In the years immediately following annexation by France, Nice's role as a winter destination for northern European aristocrats grew exponentially. The railway from Paris arrived in 1864, prompting a tenfold increase in the number of tourists. Wealthy visitors began building sumptuous villas, and Nice's Grand Hôtel, constructed along the Promenade des Anglais in 1867, was the first to emulate the luxury of Paris and London. Between 1877 and 1910, the number of hotels in Nice nearly tripled, from 64 to 182.
January 1891 saw the inauguration of the Palais de la Jetée, a fairy-tale-like casino with a giant flower of a dome built out on a pier off the Promenade des Anglais.

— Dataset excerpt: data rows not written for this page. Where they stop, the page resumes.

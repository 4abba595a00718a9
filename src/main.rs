#![forbid(unsafe_code)]

//! `daily-nudge` bot binary.
//!
//! Bootstraps configuration and storage, arms every subscriber's reminder,
//! then serves Slack direct messages and the health endpoint until a
//! shutdown signal arrives.

use std::path::PathBuf;
use std::sync::Arc;

use clap::{Parser, ValueEnum};
use tokio_util::sync::CancellationToken;
use tracing::{error, info, info_span, Instrument};
use tracing_subscriber::{fmt, EnvFilter};

use daily_nudge::clock::{Clock, SystemClock};
use daily_nudge::config::GlobalConfig;
use daily_nudge::delivery::{LogOnlyChannel, PushChannel};
use daily_nudge::intent::IntentHandler;
use daily_nudge::orchestrator::{ReminderEngine, ReminderSettings, SubscriberStore};
use daily_nudge::persistence::{db, migration, RecordStore, SqliteRecordStore};
use daily_nudge::slack::client::SlackService;
use daily_nudge::slack::events::InboundState;
use daily_nudge::timer::TimerMultiplexer;
use daily_nudge::{http, AppError, Result};

#[derive(Debug, Copy, Clone, Eq, PartialEq, ValueEnum)]
enum LogFormat {
    Text,
    Json,
}

#[derive(Debug, Parser)]
#[command(name = "daily-nudge", about = "Daily reminder bot", version, long_about = None)]
struct Cli {
    /// Path to the TOML configuration file; defaults apply when omitted.
    #[arg(long)]
    config: Option<PathBuf>,

    /// Log output format (text or json).
    #[arg(long, value_enum, default_value_t = LogFormat::Text)]
    log_format: LogFormat,

    /// Override the database file path from the configuration.
    #[arg(long)]
    db: Option<PathBuf>,
}

fn main() -> Result<()> {
    let args = Cli::parse();
    init_tracing(args.log_format)?;
    info!("daily-nudge bootstrap");

    tokio::runtime::Builder::new_multi_thread()
        .enable_all()
        .build()
        .map_err(|err| AppError::Config(format!("failed to build tokio runtime: {err}")))?
        .block_on(run(args))
}

async fn run(args: Cli) -> Result<()> {
    // ── Load configuration ──────────────────────────────
    let mut config = match &args.config {
        Some(path) => GlobalConfig::load_from_path(path)?,
        None => GlobalConfig::from_toml_str("")?,
    };
    if let Some(db_path) = args.db {
        config.db_path = db_path;
    }
    config.load_credentials().await;
    let settings = ReminderSettings::from_config(&config)?;
    info!(db_path = %config.db_path.display(), zone = %settings.zone, "configuration loaded");

    // ── Initialize storage ──────────────────────────────
    let pool = Arc::new(db::connect(&config.db_path).await?);
    let records: Arc<dyn RecordStore> = Arc::new(SqliteRecordStore::new(Arc::clone(&pool)));
    let rewritten = migration::migrate(records.as_ref()).await?;
    info!(rewritten, "database ready");

    // ── Timers and delivery ─────────────────────────────
    let ct = CancellationToken::new();
    let clock: Arc<dyn Clock> = Arc::new(SystemClock);
    let timers = TimerMultiplexer::spawn(Arc::clone(&clock), ct.child_token());

    let slack = if config.slack.bot_token.is_empty() {
        info!("slack not configured; running in local-only mode");
        None
    } else {
        let (svc, queue_task) =
            SlackService::start(&config.slack, config.reminder.delivery_timeout()).map_err(
                |err| {
                    error!(%err, "slack service start failed");
                    err
                },
            )?;
        Some((Arc::new(svc), queue_task))
    };
    let channel: Arc<dyn PushChannel> = match &slack {
        Some((svc, _)) => Arc::clone(svc) as Arc<dyn PushChannel>,
        None => Arc::new(LogOnlyChannel),
    };

    // ── Load subscribers ────────────────────────────────
    let engine = ReminderEngine::new(timers.clone(), channel, clock, settings);
    let store = Arc::new(SubscriberStore::new(records, engine));
    store.load().await?;

    // ── Start inbound listeners ─────────────────────────
    let listener_ct = CancellationToken::new();
    let socket_handle = slack.as_ref().map(|(svc, _)| {
        let state = Arc::new(InboundState {
            handler: IntentHandler::new(Arc::clone(&store)),
            slack: Arc::clone(svc),
        });
        svc.listen(state, listener_ct.clone())
    });

    let health_handle = (config.http_port != 0).then(|| {
        let health_ct = listener_ct.clone();
        let health_store = Arc::clone(&store);
        let port = config.http_port;
        tokio::spawn(async move {
            if let Err(err) = http::serve_health(port, health_store, health_ct).await {
                error!(%err, "health endpoint failed");
            }
        })
    });

    info!(subscribers = store.len(), "daily-nudge ready");

    // ── Wait for shutdown signal ────────────────────────
    shutdown_signal().await;
    info!("shutdown signal received");

    async {
        listener_ct.cancel();
        for handle in [socket_handle, health_handle].into_iter().flatten() {
            if let Err(err) = handle.await {
                error!(%err, "listener task failed");
            }
        }

        ct.cancel();
        timers.shutdown().await;

        if let Some((_, queue_task)) = slack {
            queue_task.abort();
        }
        pool.close().await;
    }
    .instrument(info_span!("graceful_shutdown"))
    .await;

    info!("daily-nudge shut down");
    Ok(())
}

async fn shutdown_signal() {
    let ctrl_c = tokio::signal::ctrl_c();

    #[cfg(unix)]
    {
        match tokio::signal::unix::signal(tokio::signal::unix::SignalKind::terminate()) {
            Ok(mut sigterm) => {
                tokio::select! {
                    _ = ctrl_c => {}
                    _ = sigterm.recv() => {}
                }
            }
            Err(err) => {
                tracing::warn!(%err, "failed to register SIGTERM handler, using ctrl-c only");
                let _ = ctrl_c.await;
            }
        }
    }

    #[cfg(not(unix))]
    {
        if let Err(err) = ctrl_c.await {
            tracing::error!(%err, "ctrl-c signal handler failed");
        }
    }
}

fn init_tracing(log_format: LogFormat) -> Result<()> {
    let env_filter = EnvFilter::try_from_default_env().unwrap_or_else(|_| EnvFilter::new("info"));
    let subscriber = fmt().with_env_filter(env_filter);

    match log_format {
        LogFormat::Text => subscriber
            .try_init()
            .map_err(|err| AppError::Config(format!("failed to init tracing: {err}")))?,
        LogFormat::Json => subscriber
            .json()
            .try_init()
            .map_err(|err| AppError::Config(format!("failed to init tracing: {err}")))?,
    }

    Ok(())
}
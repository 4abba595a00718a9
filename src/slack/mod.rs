//! Slack transport: outbound pushes and replies, inbound direct messages.

pub mod client;
pub mod events;
//! Persistence layer: the key/value record store and its backends.

pub mod db;
pub mod memory;
pub mod migration;
pub mod record_store;
pub mod schema;

pub use memory::MemoryRecordStore;
pub use record_store::{RecordStore, SqliteRecordStore};
//! One-time rewrite of legacy subscriber records.
//!
//! The first layout stored only `hour:minute`. The current layout is a
//! JSON record that also carries contacts. [`migrate`] runs before the
//! first load after an upgrade: it rewrites every legacy value, then
//! writes the schema version marker. Records already in the current
//! layout are left untouched, so an interrupted migration can simply be
//! run again.

use tracing::{info, info_span, Instrument};

use crate::models::SubscriberRecord;
use crate::Result;

use super::record_store::{RecordStore, SCHEMA_VERSION_KEY, SUBSCRIBER_PREFIX};

/// Version written once every record is in the current layout.
pub const CURRENT_SCHEMA_VERSION: &str = "1";

/// Rewrite legacy records if the schema marker is absent.
///
/// Returns how many records were rewritten.
///
/// # Errors
///
/// Returns `AppError::Db` if the store is unreachable or a record is in
/// neither layout. The marker is not written in that case.
pub async fn migrate(store: &dyn RecordStore) -> Result<usize> {
    rewrite_legacy(store).instrument(info_span!("migrate")).await
}

async fn rewrite_legacy(store: &dyn RecordStore) -> Result<usize> {
    if let Some(version) = store.get(SCHEMA_VERSION_KEY).await? {
        info!(%version, "schema version present; no migration needed");
        return Ok(0);
    }

    let mut rewritten = 0usize;
    for (key, value) in store.list_all().await? {
        let Some(id) = key.strip_prefix(SUBSCRIBER_PREFIX) else {
            continue;
        };
        if SubscriberRecord::decode(&value).is_ok() {
            continue;
        }
        let record = SubscriberRecord::decode_legacy(id, &value)?;
        store.set(&key, &record.encode()?).await?;
        rewritten += 1;
    }

    store.set(SCHEMA_VERSION_KEY, CURRENT_SCHEMA_VERSION).await?;
    info!(rewritten, "legacy subscriber records migrated");
    Ok(rewritten)
}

By the end of the 19th century, Queen Victoria was spending her winters at the Hôtel Régina in the hills of Cimiez, and by 1910 hotels such as the Négresco and the Ruhl were establishing new standards of luxury, including private bathrooms and central heating.
During these belle-époque years, the wealthy and powerful made Nice into their personal playground, living a carefree life, relishing the warm climate, socialising, drinking, showing off elegant fashions, pursuing romantic intrigues, and engaging in sports, balls, concerts and gambling.
In WWI Nice lost 3665 soldiers and suffered great economic disruption, but the postwar years saw huge population growth, from 155,000 to 240,000 in just 15 years. Artist Henri Matisse, lured by Nice's Mediterranean light, was one of the newcomers, establishing his studio here just after the war.
WWII brought renewed suffering, with bombardments, large-scale deportations and a period of famine in the war's final years. The 1950s and 1960s were marked by a new surge in population and expansion of the city's borders. Throughout the past 50 years, Nice has experienced continued economic growth in numerous sectors, including banking, insurance, health care, education and – most importantly – tourism.